** Task to carry out **
Everything from the first line of the entries below through the line holding "pub async fn inject(&self, msg: SignalingMessage)" must be printed exactly as written.

________________

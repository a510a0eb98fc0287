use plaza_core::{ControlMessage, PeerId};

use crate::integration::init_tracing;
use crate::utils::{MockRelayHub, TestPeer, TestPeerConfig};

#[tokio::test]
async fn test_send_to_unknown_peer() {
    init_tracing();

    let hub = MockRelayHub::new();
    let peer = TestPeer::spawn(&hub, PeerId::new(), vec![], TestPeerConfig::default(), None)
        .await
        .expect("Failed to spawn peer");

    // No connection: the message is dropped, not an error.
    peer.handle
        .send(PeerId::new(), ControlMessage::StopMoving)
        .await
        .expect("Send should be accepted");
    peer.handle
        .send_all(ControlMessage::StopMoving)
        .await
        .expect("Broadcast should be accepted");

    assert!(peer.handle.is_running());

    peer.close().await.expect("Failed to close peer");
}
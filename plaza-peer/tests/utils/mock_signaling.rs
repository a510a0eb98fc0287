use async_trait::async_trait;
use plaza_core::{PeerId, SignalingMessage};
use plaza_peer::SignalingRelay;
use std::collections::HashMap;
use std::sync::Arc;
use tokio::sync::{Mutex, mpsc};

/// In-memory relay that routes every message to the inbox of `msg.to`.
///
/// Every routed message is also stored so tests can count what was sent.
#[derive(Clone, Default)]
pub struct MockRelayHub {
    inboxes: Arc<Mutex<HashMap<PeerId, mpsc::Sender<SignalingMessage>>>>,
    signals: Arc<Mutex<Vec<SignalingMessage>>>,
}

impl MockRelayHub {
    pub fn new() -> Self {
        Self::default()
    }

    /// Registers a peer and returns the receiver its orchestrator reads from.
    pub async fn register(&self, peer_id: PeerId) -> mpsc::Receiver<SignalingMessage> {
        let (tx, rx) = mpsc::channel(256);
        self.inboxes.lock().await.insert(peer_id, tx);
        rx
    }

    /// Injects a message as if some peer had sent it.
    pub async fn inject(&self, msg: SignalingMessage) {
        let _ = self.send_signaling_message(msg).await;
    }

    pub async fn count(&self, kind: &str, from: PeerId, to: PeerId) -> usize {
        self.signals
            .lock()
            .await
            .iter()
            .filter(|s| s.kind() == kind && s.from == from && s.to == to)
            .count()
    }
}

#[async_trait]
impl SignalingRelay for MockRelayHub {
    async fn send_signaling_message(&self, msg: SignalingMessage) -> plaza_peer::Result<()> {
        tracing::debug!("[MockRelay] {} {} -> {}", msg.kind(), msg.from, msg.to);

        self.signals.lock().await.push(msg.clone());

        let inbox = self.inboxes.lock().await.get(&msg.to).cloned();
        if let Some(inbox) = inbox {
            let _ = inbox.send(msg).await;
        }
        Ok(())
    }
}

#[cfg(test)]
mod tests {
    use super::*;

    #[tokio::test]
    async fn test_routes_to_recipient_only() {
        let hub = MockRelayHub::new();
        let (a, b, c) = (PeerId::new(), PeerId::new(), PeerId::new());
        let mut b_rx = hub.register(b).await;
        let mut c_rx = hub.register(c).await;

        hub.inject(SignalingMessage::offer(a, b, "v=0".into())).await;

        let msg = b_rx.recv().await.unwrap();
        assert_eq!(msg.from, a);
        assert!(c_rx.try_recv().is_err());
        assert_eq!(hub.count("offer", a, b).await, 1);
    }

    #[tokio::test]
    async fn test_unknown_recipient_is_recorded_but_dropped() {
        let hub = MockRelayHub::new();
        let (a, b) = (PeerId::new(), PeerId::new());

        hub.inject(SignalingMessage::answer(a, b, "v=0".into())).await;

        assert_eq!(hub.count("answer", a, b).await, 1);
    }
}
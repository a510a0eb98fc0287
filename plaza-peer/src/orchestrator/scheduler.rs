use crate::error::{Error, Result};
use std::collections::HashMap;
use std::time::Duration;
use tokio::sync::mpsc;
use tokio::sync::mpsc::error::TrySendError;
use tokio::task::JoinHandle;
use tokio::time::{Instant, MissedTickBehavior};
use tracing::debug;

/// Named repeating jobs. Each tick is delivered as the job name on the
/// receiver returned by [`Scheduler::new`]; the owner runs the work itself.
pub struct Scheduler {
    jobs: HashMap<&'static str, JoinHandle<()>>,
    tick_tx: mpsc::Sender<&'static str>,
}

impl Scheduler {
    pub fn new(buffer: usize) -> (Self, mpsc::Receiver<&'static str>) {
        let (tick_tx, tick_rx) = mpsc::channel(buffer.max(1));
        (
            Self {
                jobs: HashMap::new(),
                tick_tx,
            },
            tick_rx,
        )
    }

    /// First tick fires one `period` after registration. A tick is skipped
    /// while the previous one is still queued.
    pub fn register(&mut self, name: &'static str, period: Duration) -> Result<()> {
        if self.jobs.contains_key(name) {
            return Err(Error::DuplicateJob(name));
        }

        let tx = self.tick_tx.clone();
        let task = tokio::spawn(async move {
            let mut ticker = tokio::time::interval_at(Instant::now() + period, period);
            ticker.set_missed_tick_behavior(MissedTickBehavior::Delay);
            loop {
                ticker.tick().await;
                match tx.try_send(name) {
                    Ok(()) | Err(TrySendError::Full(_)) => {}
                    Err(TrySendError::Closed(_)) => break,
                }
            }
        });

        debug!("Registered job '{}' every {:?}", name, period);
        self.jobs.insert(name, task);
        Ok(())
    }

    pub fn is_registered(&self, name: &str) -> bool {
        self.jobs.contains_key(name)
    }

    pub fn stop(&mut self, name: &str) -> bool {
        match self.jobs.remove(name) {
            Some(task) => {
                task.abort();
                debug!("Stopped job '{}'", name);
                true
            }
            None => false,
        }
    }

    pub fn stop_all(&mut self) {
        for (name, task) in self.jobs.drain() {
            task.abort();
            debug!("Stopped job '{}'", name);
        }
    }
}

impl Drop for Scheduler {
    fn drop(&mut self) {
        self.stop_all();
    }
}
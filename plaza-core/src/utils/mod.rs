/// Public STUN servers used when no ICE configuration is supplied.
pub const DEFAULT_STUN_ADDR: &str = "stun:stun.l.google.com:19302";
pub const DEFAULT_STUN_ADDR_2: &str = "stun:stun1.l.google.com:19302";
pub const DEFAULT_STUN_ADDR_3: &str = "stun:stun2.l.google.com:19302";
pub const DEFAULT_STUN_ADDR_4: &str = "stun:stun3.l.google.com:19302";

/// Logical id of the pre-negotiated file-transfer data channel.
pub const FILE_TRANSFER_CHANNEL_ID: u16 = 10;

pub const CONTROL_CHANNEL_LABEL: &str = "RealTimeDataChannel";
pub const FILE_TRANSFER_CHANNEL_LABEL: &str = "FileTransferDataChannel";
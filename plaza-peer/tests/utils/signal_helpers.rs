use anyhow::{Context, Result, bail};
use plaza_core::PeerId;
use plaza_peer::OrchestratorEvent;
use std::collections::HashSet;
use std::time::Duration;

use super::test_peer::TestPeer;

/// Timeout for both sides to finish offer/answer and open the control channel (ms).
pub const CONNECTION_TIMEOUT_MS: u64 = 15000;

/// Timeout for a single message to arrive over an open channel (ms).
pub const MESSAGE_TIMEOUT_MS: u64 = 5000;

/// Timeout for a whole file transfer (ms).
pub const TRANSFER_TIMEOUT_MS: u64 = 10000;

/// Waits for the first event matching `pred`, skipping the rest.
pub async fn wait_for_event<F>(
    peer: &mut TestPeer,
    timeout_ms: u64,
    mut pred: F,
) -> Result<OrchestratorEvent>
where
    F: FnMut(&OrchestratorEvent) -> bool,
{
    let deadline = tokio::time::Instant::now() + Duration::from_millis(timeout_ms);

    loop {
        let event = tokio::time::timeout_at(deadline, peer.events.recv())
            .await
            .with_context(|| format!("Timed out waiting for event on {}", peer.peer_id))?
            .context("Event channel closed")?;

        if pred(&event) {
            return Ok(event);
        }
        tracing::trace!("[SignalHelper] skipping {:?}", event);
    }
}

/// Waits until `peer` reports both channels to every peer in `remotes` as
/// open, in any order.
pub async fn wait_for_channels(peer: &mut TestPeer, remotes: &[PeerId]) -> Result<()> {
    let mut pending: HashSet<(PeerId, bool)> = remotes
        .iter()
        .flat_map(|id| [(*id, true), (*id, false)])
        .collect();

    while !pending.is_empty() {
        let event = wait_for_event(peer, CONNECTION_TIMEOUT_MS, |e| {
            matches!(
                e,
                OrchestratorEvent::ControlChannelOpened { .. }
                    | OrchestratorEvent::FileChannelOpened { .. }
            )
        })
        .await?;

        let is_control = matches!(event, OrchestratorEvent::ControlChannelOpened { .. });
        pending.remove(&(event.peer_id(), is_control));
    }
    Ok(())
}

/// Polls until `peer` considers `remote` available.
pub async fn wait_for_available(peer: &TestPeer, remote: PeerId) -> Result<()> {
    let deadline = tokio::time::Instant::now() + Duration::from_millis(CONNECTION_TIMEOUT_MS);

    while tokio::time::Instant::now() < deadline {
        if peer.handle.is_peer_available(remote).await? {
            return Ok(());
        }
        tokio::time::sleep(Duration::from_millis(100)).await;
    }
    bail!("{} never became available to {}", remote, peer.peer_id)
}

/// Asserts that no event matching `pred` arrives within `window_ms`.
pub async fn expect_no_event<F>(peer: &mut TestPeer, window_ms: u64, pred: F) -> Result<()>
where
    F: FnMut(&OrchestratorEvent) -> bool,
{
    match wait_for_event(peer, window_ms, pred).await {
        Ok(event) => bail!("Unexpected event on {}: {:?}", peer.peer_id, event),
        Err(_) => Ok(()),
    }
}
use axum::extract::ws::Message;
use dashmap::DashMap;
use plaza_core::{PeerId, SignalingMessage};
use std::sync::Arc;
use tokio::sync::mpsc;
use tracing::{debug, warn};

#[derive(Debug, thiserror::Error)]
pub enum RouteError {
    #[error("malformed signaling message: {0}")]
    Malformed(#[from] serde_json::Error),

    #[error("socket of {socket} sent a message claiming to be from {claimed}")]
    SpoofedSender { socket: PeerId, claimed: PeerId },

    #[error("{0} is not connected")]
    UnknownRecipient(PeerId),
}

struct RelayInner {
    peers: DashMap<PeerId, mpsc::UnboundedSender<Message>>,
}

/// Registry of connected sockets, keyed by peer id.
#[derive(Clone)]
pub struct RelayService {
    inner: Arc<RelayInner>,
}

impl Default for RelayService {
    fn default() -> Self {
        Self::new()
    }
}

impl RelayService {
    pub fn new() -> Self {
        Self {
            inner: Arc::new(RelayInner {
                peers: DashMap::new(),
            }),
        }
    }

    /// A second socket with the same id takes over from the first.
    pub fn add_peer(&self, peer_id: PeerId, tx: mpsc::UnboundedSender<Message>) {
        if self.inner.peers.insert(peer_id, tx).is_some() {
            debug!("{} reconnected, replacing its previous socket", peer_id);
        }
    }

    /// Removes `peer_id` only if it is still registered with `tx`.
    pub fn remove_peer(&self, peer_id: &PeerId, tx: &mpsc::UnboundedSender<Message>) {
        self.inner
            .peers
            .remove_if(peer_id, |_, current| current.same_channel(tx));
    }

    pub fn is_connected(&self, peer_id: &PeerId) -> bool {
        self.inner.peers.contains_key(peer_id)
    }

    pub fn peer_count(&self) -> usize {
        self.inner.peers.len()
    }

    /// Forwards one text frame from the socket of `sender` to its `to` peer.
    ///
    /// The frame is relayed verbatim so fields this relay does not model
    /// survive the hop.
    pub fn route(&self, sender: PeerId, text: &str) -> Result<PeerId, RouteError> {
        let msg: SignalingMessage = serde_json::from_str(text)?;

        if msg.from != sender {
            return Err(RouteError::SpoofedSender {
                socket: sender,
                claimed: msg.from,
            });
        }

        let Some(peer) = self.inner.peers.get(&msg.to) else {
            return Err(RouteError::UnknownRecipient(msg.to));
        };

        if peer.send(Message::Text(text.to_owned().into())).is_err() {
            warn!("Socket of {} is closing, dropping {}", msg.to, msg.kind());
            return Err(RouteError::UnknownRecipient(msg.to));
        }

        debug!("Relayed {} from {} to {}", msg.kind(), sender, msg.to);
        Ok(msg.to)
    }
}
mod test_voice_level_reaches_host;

________________

** Solution for this problem **
repository a510a0eb98fc0287
use plaza_core::{ControlMessage, PeerId};

use crate::integration::init_tracing;
use crate::utils::{MockRelayHub, TestPeer, TestPeerConfig};

#[tokio::test]
async fn test_send_to_unknown_peer() {
    init_tracing();

    let hub = MockRelayHub::new();
    let peer = TestPeer::spawn(&hub, PeerId::new(), vec![], TestPeerConfig::default(), None)
        .await
        .expect("Failed to spawn peer");

    // No connection: the message is dropped, not an error.
    peer.handle
        .send(PeerId::new(), ControlMessage::StopMoving)
        .await
        .expect("Send should be accepted");
    peer.handle
        .send_all(ControlMessage::StopMoving)
        .await
        .expect("Broadcast should be accepted");

    assert!(peer.handle.is_running());

    peer.close().await.expect("Failed to close peer");
}
filename plaza-peer/tests/utils/mock_signaling.rs
repository a510a0eb98fc0287
use async_trait::async_trait;
use plaza_core::{PeerId, SignalingMessage};
use plaza_peer::SignalingRelay;
use std::collections::HashMap;
use std::sync::Arc;
use tokio::sync::{Mutex, mpsc};

/// In-memory relay that routes every message to the inbox of `msg.to`.
///
/// Every routed message is also stored so tests can count what was sent.
#[derive(Clone, Default)]
pub struct MockRelayHub {
    inboxes: Arc<Mutex<HashMap<PeerId, mpsc::Sender<SignalingMessage>>>>,
    signals: Arc<Mutex<Vec<SignalingMessage>>>,
}

impl MockRelayHub {
    pub fn new() -> Self {
        Self::default()
    }

    /// Registers a peer and returns the receiver its orchestrator reads from.
    pub async fn register(&self, peer_id: PeerId) -> mpsc::Receiver<SignalingMessage> {
        let (tx, rx) = mpsc::channel(256);
        self.inboxes.lock().await.insert(peer_id, tx);
        rx
    }

    /// Injects a message as if some peer had sent it.
    pub async fn inject(&self, msg: SignalingMessage) {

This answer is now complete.